Supplied records: Begin

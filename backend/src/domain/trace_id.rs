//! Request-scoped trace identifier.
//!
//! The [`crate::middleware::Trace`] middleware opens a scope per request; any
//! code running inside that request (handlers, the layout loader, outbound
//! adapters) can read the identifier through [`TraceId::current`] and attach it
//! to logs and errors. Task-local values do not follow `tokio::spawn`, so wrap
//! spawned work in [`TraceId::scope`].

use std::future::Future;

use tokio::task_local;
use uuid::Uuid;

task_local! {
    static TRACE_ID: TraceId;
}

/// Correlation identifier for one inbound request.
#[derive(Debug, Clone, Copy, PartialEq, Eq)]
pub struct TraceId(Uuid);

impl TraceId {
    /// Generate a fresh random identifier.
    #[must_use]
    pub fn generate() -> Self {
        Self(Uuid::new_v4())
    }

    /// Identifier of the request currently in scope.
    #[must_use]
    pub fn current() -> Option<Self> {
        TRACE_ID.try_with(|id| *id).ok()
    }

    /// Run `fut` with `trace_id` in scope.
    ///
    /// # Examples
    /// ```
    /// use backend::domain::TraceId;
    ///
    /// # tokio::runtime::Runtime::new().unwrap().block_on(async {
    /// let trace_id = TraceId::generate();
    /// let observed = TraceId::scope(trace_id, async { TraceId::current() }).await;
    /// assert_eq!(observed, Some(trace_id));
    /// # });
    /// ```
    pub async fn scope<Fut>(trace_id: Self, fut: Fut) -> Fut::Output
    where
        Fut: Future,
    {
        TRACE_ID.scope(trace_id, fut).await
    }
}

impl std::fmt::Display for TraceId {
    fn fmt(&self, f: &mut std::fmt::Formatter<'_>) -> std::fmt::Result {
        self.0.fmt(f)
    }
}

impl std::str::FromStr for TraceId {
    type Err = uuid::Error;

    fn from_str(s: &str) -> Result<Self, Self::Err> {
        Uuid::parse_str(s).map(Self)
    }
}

Supplied records: End
Supplied records: Begin

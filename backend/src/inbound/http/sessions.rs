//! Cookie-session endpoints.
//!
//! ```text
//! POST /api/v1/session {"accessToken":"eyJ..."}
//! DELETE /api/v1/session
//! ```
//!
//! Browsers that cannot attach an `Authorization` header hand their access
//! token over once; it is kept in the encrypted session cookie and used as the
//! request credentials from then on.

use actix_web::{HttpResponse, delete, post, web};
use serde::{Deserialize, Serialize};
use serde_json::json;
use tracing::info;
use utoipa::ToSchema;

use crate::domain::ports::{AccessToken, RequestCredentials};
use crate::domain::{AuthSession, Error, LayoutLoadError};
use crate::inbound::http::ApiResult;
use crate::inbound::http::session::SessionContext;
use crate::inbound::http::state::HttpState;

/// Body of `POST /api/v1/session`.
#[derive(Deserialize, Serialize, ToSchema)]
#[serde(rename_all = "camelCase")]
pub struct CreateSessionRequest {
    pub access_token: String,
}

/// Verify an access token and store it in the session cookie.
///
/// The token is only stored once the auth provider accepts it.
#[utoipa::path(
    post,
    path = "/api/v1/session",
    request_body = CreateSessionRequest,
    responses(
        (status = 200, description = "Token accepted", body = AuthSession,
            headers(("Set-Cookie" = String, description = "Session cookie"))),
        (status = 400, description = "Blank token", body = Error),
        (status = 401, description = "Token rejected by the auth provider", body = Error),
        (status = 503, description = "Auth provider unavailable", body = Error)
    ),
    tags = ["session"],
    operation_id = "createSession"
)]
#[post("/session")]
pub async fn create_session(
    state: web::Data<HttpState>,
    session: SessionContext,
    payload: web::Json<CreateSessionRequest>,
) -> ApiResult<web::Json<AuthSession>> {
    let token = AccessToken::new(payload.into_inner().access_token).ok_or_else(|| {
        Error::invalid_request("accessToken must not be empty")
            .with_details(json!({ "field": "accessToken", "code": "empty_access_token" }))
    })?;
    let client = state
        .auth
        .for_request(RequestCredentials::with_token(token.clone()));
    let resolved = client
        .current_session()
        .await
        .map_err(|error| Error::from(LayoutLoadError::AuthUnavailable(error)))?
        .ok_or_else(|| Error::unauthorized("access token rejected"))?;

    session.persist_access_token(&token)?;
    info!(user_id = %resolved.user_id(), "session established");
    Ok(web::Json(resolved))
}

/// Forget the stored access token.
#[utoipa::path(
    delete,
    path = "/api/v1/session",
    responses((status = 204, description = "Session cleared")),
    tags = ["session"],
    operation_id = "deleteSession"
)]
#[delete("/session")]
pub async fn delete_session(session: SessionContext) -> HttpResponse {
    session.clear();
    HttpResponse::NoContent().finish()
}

Supplied records: End

Whenever the string "HttpState" shows up on a line of the listing, copy that line.

use crate::inbound::http::state::HttpState;
    state: web::Data<HttpState>,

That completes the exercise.